I've also been trying to add a retry option to the process (currently it only retries on certain error codes but not this one), since I think that would likely solve this. But nextflow seems to be ignoring the contents of the config file I pass it. (It won't even override memory requirements for processes.) I'm still not sure what's going on there.

rhagelaar commented 1 month ago

I was wondering if there is already a fix for this issue? This error keeps on reoccurring

RenzoTale88 commented 1 month ago

@rhagelaar @oneillkza we are investigating this, will keep you updated!

selmapichot commented 4 weeks ago

Hi, just to report that I am having the exact same issue. Please keep us updated of any fix :)

RenzoTale88 commented 4 weeks ago

@selmapichot @rhagelaar @oneillkza @alexcoppe sorry for the slow progress in this. We are still doing some investigations on what is causing this issue. In the meanwhile, could you please try the latest release of the workflow (v.1.2.1) and check if the workflow gets to completion?

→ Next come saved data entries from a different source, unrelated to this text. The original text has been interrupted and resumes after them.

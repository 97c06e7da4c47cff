use std::fmt;

use secrecy::SecretString;
use serde::{Deserialize, Serialize};

use crate::domain::tenant::TenantId;

#[derive(Clone, Copy, Debug, PartialEq, Eq, Hash, PartialOrd, Ord, Serialize, Deserialize)]
#[serde(transparent)]
pub struct DatasourceId(pub i64);

impl fmt::Display for DatasourceId {
    fn fmt(&self, f: &mut fmt::Formatter<'_>) -> fmt::Result {
        write!(f, "{}", self.0)
    }
}

#[derive(Clone, Copy, Debug, PartialEq, Eq, Hash, Serialize, Deserialize)]
#[serde(rename_all = "snake_case")]
pub enum DatasourceKind {
    Relational,
    Http,
    File,
}

impl DatasourceKind {
    pub fn as_str(&self) -> &'static str {
        match self {
            Self::Relational => "relational",
            Self::Http => "http",
            Self::File => "file",
        }
    }

    pub fn parse(value: &str) -> Option<Self> {
        match value.trim().to_ascii_lowercase().as_str() {
            "relational" | "sql" | "database" => Some(Self::Relational),
            "http" | "rest" | "api" => Some(Self::Http),
            "file" | "csv" => Some(Self::File),
            _ => None,
        }
    }

    /// Adapter kind implied by a config's protocol, used when only the config
    /// name is known.
    pub fn for_protocol(protocol: &str) -> Option<Self> {
        match protocol.trim().to_ascii_lowercase().as_str() {
            "sqlite" | "postgres" | "postgresql" | "mysql" | "mssql" => Some(Self::Relational),
            "http" | "https" => Some(Self::Http),
            "file" | "csv" | "json" | "jsonl" => Some(Self::File),
            _ => None,
        }
    }
}

/// Logical reference to an external data source. The physical connection
/// details live in the [`DatasourceConfig`] named by `connection_key`.
#[derive(Clone, Debug, PartialEq, Eq, Serialize, Deserialize)]
pub struct Datasource {
    pub id: DatasourceId,
    pub tenant_id: TenantId,
    pub name: String,
    pub kind: DatasourceKind,
    pub connection_key: String,
    pub active: bool,
}

#[derive(Clone, Copy, Debug, PartialEq, Eq, Serialize, Deserialize)]
#[serde(rename_all = "snake_case")]
pub enum AuthKind {
    None,
    Basic,
    Bearer,
    ApiKey,
}

impl AuthKind {
    pub fn as_str(&self) -> &'static str {
        match self {
            Self::None => "none",
            Self::Basic => "basic",
            Self::Bearer => "bearer",
            Self::ApiKey => "api_key",
        }
    }

    pub fn parse(value: &str) -> Option<Self> {
        match value.trim().to_ascii_lowercase().as_str() {
            "" | "none" => Some(Self::None),
            "basic" => Some(Self::Basic),
            "bearer" | "token" => Some(Self::Bearer),
            "api_key" | "apikey" => Some(Self::ApiKey),
            _ => None,
        }
    }
}

/// Authentication type plus an opaque credential payload. For `basic` the
/// payload is `user:password`; for `bearer` and `api_key` it is the token.
#[derive(Clone, Debug)]
pub struct AuthDescriptor {
    pub kind: AuthKind,
    pub credential: Option<SecretString>,
}

impl AuthDescriptor {
    pub fn none() -> Self {
        Self { kind: AuthKind::None, credential: None }
    }
}

#[derive(Clone, Debug)]
pub struct DatasourceConfig {
    pub tenant_id: TenantId,
    pub name: String,
    pub protocol: String,
    pub driver_family: String,
    pub base_address: String,
    pub auth: AuthDescriptor,
    pub extra: serde_json::Map<String, serde_json::Value>,
    pub active: bool,
}

#[cfg(test)]
mod tests {
    use super::{AuthKind, DatasourceKind};

    #[test]
    fn datasource_kind_accepts_aliases() {
        assert_eq!(DatasourceKind::parse("SQL"), Some(DatasourceKind::Relational));
        assert_eq!(DatasourceKind::parse(" rest "), Some(DatasourceKind::Http));
        assert_eq!(DatasourceKind::parse("csv"), Some(DatasourceKind::File));
        assert_eq!(DatasourceKind::parse("ldap"), None);
    }

    #[test]
    fn protocol_implies_adapter_kind() {
        assert_eq!(DatasourceKind::for_protocol("https"), Some(DatasourceKind::Http));
        assert_eq!(DatasourceKind::for_protocol("SQLite"), Some(DatasourceKind::Relational));
        assert_eq!(DatasourceKind::for_protocol("jsonl"), Some(DatasourceKind::File));
        assert_eq!(DatasourceKind::for_protocol("gopher"), None);
    }

    #[test]
    fn auth_kind_round_trips_through_storage_form() {
        for kind in [AuthKind::None, AuthKind::Basic, AuthKind::Bearer, AuthKind::ApiKey] {
            assert_eq!(AuthKind::parse(kind.as_str()), Some(kind));
        }
    }
}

alexcoppe commented 3 weeks ago

Tried it but give me an error regarding the fact that the bam contains reads basecalled with more than one basecaller model. I opened a new Issue. Thank you very much for your help

RenzoTale88 commented 3 weeks ago

Data from mixed models are not supported by ClairS, so please ensure that you have data called with a single basecall model and try again.